LiveWell Douglas County chosen to receive funds from Blue Cross and Blue Shield health and wellness grant program

photo by: Elvyn Jones/Journal-World

Vendor Jill Elmers, left, of the Moon on the Meadow booth, prepares flowers for Cassie Parker at the Lawrence Farmers' Market’s season-opening day on Saturday, April 13, 2019.

A local health organization will be receiving funds from Blue Cross and Blue Shield of Kansas’ statewide health and wellness initiative, and it hopes to use them for farmers market programs, anti-tobacco efforts in schools, community health resource navigators and more.

LiveWell Douglas County was one of 19 organizations in the state selected to receive funding for the current phase of the Blue Cross and Blue Shield program, which is called Pathways to a Healthy Kansas. Ginny Barnard, executive director of LiveWell Douglas County, said she doesn’t know yet how much funding the organization will get, but that it will be used to help pay for the coordination and implementation of a variety of projects to improve Douglas County residents’ health.

“People are the most important element of this project, and if we don’t have the people to get the work done, it’s not going to happen,” Barnard told the Journal-World.

In LiveWell’s application to the Pathways initiative, it lists several projects it hopes to tackle with the funding. They include:

• Farmers market improvements. LiveWell wants to leverage the expertise of the Lawrence Farmers’ Market to mentor two smaller markets in Douglas County, the Eudora Farmers Market and Cottin’s Hardware Farmers Market. It wants to enable customers at the smaller markets to purchase food using SNAP/EBT benefits. It also hopes to expand the nutrition incentives available at the larger Lawrence Farmers’ Market.

• Substance abuse prevention in schools. In a partnership with DCCCA and the Engage Douglas County coalition, LiveWell wants to help update school policies and prevention strategies to reduce substance abuse among students, including tobacco use and vaping.

• Bicycle and pedestrian projects. LiveWell wants to make “multimodal improvements along a segment of Massachusetts Street” to better connect bike routes at the University of Kansas and in western and central Lawrence to downtown. The application says that could involve filling in some missing sidewalks, bringing sidewalks and ramps up to city and ADA accessibility standards, and bus stop improvements.
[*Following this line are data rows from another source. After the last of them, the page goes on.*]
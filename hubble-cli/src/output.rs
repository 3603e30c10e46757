//! Output formatting abstraction for text vs JSON rendering
//!
//! Command handlers hand payloads to [`OutputWriter`], which owns format switching.

use std::io::Write;

use serde::Serialize;

use hubble_core::types::Event;

use crate::cli::OutputFormat;
use crate::error::CliError;

/// Writes CLI payloads to stdout in the selected format.
pub struct OutputWriter {
    format: OutputFormat,
}

impl OutputWriter {
    pub fn new(format: OutputFormat) -> Self {
        Self { format }
    }

    /// Render a report to stdout.
    ///
    /// Text goes through `Render::render_text()`, JSON is pretty-printed.
    pub fn render<T: Render + Serialize>(&self, payload: &T) -> Result<(), CliError> {
        let stdout = std::io::stdout();
        let mut handle = stdout.lock();
        self.render_to(&mut handle, payload)
    }

    /// Render a single streamed record (one line per record).
    ///
    /// JSON output is compact so the result stays valid JSON lines.
    pub fn render_line<T: Render + Serialize>(
        &self,
        w: &mut dyn Write,
        payload: &T,
    ) -> Result<(), CliError> {
        match self.format {
            OutputFormat::Text => payload.render_text(w)?,
            OutputFormat::Json => {
                serde_json::to_writer(&mut *w, payload)?;
                writeln!(w)?;
            }
        }
        Ok(())
    }

    fn render_to<T: Render + Serialize>(
        &self,
        w: &mut dyn Write,
        payload: &T,
    ) -> Result<(), CliError> {
        match self.format {
            OutputFormat::Text => payload.render_text(w)?,
            OutputFormat::Json => {
                serde_json::to_writer_pretty(&mut *w, payload)?;
                writeln!(w)?;
            }
        }
        Ok(())
    }
}

/// Human-readable text rendering, implemented alongside `serde::Serialize`.
pub trait Render {
    fn render_text(&self, w: &mut dyn Write) -> std::io::Result<()>;
}

impl Render for Event {
    fn render_text(&self, w: &mut dyn Write) -> std::io::Result<()> {
        writeln!(w, "{self}")
    }
}

#[cfg(test)]
mod tests {
    use super::*;
    use hubble_core::types::{EventPayload, Flow, LostEvents, Verdict};

    #[derive(Serialize)]
    struct TestPayload {
        field1: String,
        field2: u32,
    }

    impl Render for TestPayload {
        fn render_text(&self, w: &mut dyn Write) -> std::io::Result<()> {
            writeln!(w, "Field1: {}", self.field1)?;
            writeln!(w, "Field2: {}", self.field2)
        }
    }

    fn render(format: OutputFormat, payload: &TestPayload) -> String {
        let mut buffer = Vec::new();
        OutputWriter::new(format)
            .render_to(&mut buffer, payload)
            .expect("rendering should succeed");
        String::from_utf8(buffer).expect("valid UTF-8")
    }

    #[test]
    fn test_text_format_uses_render_text() {
        let output = render(
            OutputFormat::Text,
            &TestPayload {
                field1: "test value".to_owned(),
                field2: 42,
            },
        );
        assert!(output.contains("Field1: test value"));
        assert!(output.contains("Field2: 42"));
    }

    #[test]
    fn test_json_format_is_pretty() {
        let output = render(
            OutputFormat::Json,
            &TestPayload {
                field1: "test".to_owned(),
                field2: 100,
            },
        );
        assert!(output.contains('\n'), "pretty JSON should contain newlines");
        let parsed: serde_json::Value = serde_json::from_str(&output).expect("valid JSON");
        assert_eq!(parsed["field1"].as_str(), Some("test"));
        assert_eq!(parsed["field2"].as_u64(), Some(100));
    }

    #[test]
    fn test_render_line_json_is_single_line() {
        let event = Event::from_flow(Flow {
            node_name: "k8s1".to_owned(),
            destination_names: vec!["cilium.io".to_owned()],
            verdict: Verdict::Forwarded,
            ..Default::default()
        });

        let mut buffer = Vec::new();
        OutputWriter::new(OutputFormat::Json)
            .render_line(&mut buffer, &event)
            .expect("rendering should succeed");
        let output = String::from_utf8(buffer).expect("valid UTF-8");

        assert_eq!(output.lines().count(), 1);
        let parsed: Event = serde_json::from_str(output.trim()).expect("should parse back");
        assert_eq!(parsed, event);
    }

    #[test]
    fn test_render_line_text_event() {
        let flow = Event::from_flow(Flow {
            node_name: "k8s1".to_owned(),
            source_names: vec!["a.cilium.io".to_owned()],
            verdict: Verdict::Dropped,
            ..Default::default()
        });
        let lost = Event {
            timestamp: None,
            payload: EventPayload::LostEvents(LostEvents {
                num_events_lost: 7,
            }),
        };

        let writer = OutputWriter::new(OutputFormat::Text);
        let mut buffer = Vec::new();
        writer.render_line(&mut buffer, &flow).expect("flow");
        writer.render_line(&mut buffer, &lost).expect("lost");
        let output = String::from_utf8(buffer).expect("valid UTF-8");

        assert_eq!(
            output,
            "- [k8s1] a.cilium.io -> - DROPPED\nlost 7 events\n"
        );
    }
}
• Studying the fairgrounds incubator kitchen program. The Douglas County Fairgrounds currently has a commercial kitchen that is available for food entrepreneurs to rent. However, LiveWell’s application says demand is high enough that it is currently “booked out for 6 months in advance,” making it difficult for new businesses to get started or scale up there. LiveWell wants to do a study about ways to expand this incubator kitchen or add a new incubator space.

• A “Community Navigator Program.” This program, as described in the application, will be housed within the United Way of Kaw Valley and will help connect people in need with health and wellness resources in the community.

Barnard said many of these projects tie into Douglas County’s five-year Community Health Improvement Plan, which Lawrence-Douglas County Public Health and its partners launched in October.

“Just because of that timing and the timing of this grant, we were able to connect a lot of our projects into areas that we want to make progress on in the Community Health Improvement Plan, which is super exciting,” Barnard said.

She said that the organization’s overarching goal is to really think about where health disparities are in the community. She said LiveWell is looking into what gaps are in the community and how they can help fill or build bridges to meet those needs.

“We want to use systems, policies and environmental changes to help bridge those gaps, because those are the long-term solutions,” Barnard said.

This is the second time that LiveWell has received funding from Pathways to a Healthy Kansas. In the last round of funding it received, it got about $300,000 in total. Exactly how much grant money LiveWell will receive this time will depend on the type of work done for each project and the number of partners involved, Barnard said.

Since the Pathways initiative was created in 2016, it has distributed 748 grants across the state to implement programs and policies that improve the health of Kansans, according to a news release.

“Improving health and well-being across Kansas starts with empowering communities to address the unique challenges they each face,” Matt All, president and CEO of Blue Cross and Blue Shield of Kansas, said in the release. “We are honored to welcome these new communities into the next phase of the Pathways initiative where together we can create meaningful change, ensuring every Kansan has the opportunity to lead a healthier, more fulfilling life.”